Luci Tapahonso drive us inside her Navajo culture in this anthology of poems and stories which were told to her when she was younger. She explains that she wrote this to feel closer to her homeland, because she lives now far away and its a way of remembering. Told in first person, she shares us stories that were passed down generation to generation and that when they’re told, they usually come with songs. She includes also stories of her own family, not necessarily inside the Navajo folklore but not therefore, separated from it for her life is so linked to it.
She's very clear when she explains that to the Navajo people, those who can tell stories and poems and sing are considered to have “beautiful voices” and are believed to have a high upbringing. Even in this time of television, the oral tradition is fiercely rooted inside the Navajo culture and has an important role on the family bonds. In every story, the family is never far away, and although the writing is simple, one cannot stop noticing the beauty of it. When finishing the book, one feels the strong connections that the author feels themselves of not only her culture, but her family. It’s a beautifully and emotional anthology, and you can never miss with this one.
The Women are Singing" by Luci Tapahonso, has been around about 20 years, but reads as fresh as new. Tapahonso taught (and may still) at the University of Kansas, but what interested me is that she is Dinee', a Navajo from Shiprock, New Mexico, 25 miles from where I grew up. I loved this book, perhaps for it feels like home. Her pattern of speech and writing is familiar and very Navajo, in both the poems and the several stories she includes. I would not have had to read the intro to know she is Dinee' (the Navajo name for themselves.) Wonderful poems. I will look for more of her writing.
This is one of the most important books to me. This book spoke to me as a Navajo, Dineh, woman. I felt as if Ms. Tapahanso was speaking to me and writing about my life. I learned so much. It made me want to learn more. I felt in love with her writing and read everything I could. I truly appreciate this book. It is a beautiful book. I love everything about it. Ahehee
WOW! I don't know that I've ever read works so evocative of the FEELING of a place and the people who inhabit it. Her poems really knock it out of the park for me in this regard. The stories leave me wanting.
I didn't realize who the author was until I got to Raisin Eyes, and realized I'd once had it on CD and that it was one of the last poems from that collection that I deleted because I'd heard it so many times. Very expressive voice, all about Navajo life and culture etc.
A wonderful book of poems and stories about Tapahonso's life and family in Shiprock, New Mexico. She beautifully intertwines life and death, and aspects of Navajo family, culture, and beliefs. The writings are about simple everyday subjects: raising children, death, family pets, or family interactions; yet they are all beautifully written using both English and the Navajo language. A wonderful book!

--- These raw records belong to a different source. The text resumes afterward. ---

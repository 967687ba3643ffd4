use std::fs::File;
use std::path::{Path, PathBuf};
use std::time::{Duration, Instant};

use crate::error::StorageError;
use crate::file_io::FileIo;
use crate::ingest::{SegmentId, SyncMode};
use crate::record::{RecordId, encode_record};

/// The segment currently accepting records for one producer connection.
///
/// Only complete records are ever written, so the file always ends on a record
/// boundary unless the process dies in the middle of a `write`.
pub struct ActiveSegment {
    id: SegmentId,
    path: PathBuf,
    file: File,
    size: u64,
    records: u64,
    opened_at: Instant,
    sync_mode: SyncMode,
    buf: Vec<u8>,
}

impl ActiveSegment {
    pub(crate) fn create(
        id: SegmentId,
        path: PathBuf,
        sync_mode: SyncMode,
    ) -> Result<Self, StorageError> {
        let file = FileIo::create_new_for_append(&path)?;
        Ok(Self {
            id,
            path,
            file,
            size: 0,
            records: 0,
            opened_at: Instant::now(),
            sync_mode,
            buf: Vec::with_capacity(4096),
        })
    }

    /// Append a single record with the given id and payload. The payload must
    /// not contain a newline.
    #[tracing::instrument(level = "trace", skip(self, payload), fields(segment = %self.id, len = payload.len()))]
    pub fn append(&mut self, id: RecordId, payload: &[u8]) -> Result<u64, StorageError> {
        self.buf.clear();
        encode_record(&mut self.buf, id, payload);
        FileIo::append(&mut self.file, &self.buf)?;
        if self.sync_mode == SyncMode::Immediate {
            FileIo::synchronize_to_disk(&self.file)?;
        }
        let written = self.buf.len() as u64;
        self.size += written;
        self.records += 1;
        Ok(written)
    }

    pub fn sync(&self) -> Result<(), StorageError> {
        FileIo::synchronize_to_disk(&self.file)
    }

    pub fn id(&self) -> SegmentId {
        self.id
    }

    pub fn path(&self) -> &Path {
        &self.path
    }

    pub fn size(&self) -> u64 {
        self.size
    }

    pub fn record_count(&self) -> u64 {
        self.records
    }

    pub fn is_empty(&self) -> bool {
        self.records == 0
    }

    pub fn age(&self) -> Duration {
        self.opened_at.elapsed()
    }

    pub fn opened_at(&self) -> Instant {
        self.opened_at
    }
}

"Blue Horses Rush In," "Hills Brothers Coffee," and "The Snakeman" provide a good sampling of the book as a whole--memoir poetry/short prose stories, affective, stylistically conservative free verse, occasionally politically charged.
This is a gorgeous collection of poetry and stories that depict both the modern lives of Tapahonso's family and the history of genocide and relocation that occurred for the native people of the U.S. There are stories and poems bout commonplace family events such as visiting relatives and being allowed to go into town with the family and also stories of the boarding schools that native children were forced to go to and the reality that many tribes had a "trail of tears" in which thousands were lost.
In the introduction Tapahonso takes a moment to educate the reader that in the tradition of her tribe, the Dine/Navajo, the stories and poems she shared were not hers alone--that they belong to the people, she is just one of the voices who passed them on.
This collection is heart-breaking and sad as well as beautiful and moving in it's depictions of the attachments of family and community. I loved it.